# WHAT TO WORK ON:
Which of the lines below include the word "InvalidChannelUrl"? Pull each one out.

═════ RAW DATA

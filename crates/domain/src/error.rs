/// Shared error type used across the Plurk client crates.
#[derive(thiserror::Error, Debug)]
pub enum Error {
    #[error("transport: {0}")]
    Transport(String),

    #[error("timeout: {0}")]
    Timeout(String),

    #[error("decode: {0}")]
    Decode(String),

    #[error("missing {0}")]
    MissingField(&'static str),

    #[error("HTTP {status}: {body}")]
    HttpStatus { status: u16, body: String },

    #[error("invalid comet channel URL: {0}")]
    InvalidChannelUrl(String),

    #[error("comet session has not been bootstrapped")]
    NotBootstrapped,

    #[error("config: {0}")]
    Config(String),

    #[error("auth: {0}")]
    Auth(String),
}

/// The protocol-level failure categories callers branch on.
#[derive(Debug, Clone, Copy, PartialEq, Eq)]
pub enum ErrorKind {
    TransportError,
    Timeout,
    DecodeError,
    MissingField,
    HttpStatusError,
    Other,
}

impl Error {
    pub fn kind(&self) -> ErrorKind {
        match self {
            Error::Transport(_) => ErrorKind::TransportError,
            Error::Timeout(_) => ErrorKind::Timeout,
            Error::Decode(_) => ErrorKind::DecodeError,
            Error::MissingField(_) => ErrorKind::MissingField,
            Error::HttpStatus { .. } => ErrorKind::HttpStatusError,
            Error::InvalidChannelUrl(_)
            | Error::NotBootstrapped
            | Error::Config(_)
            | Error::Auth(_) => ErrorKind::Other,
        }
    }
}

impl From<serde_json::Error> for Error {
    fn from(e: serde_json::Error) -> Self {
        Error::Decode(e.to_string())
    }
}

pub type Result<T> = std::result::Result<T, Error>;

══════════

# EXERCISE OUTPUT:
    InvalidChannelUrl(String),
            Error::InvalidChannelUrl(_)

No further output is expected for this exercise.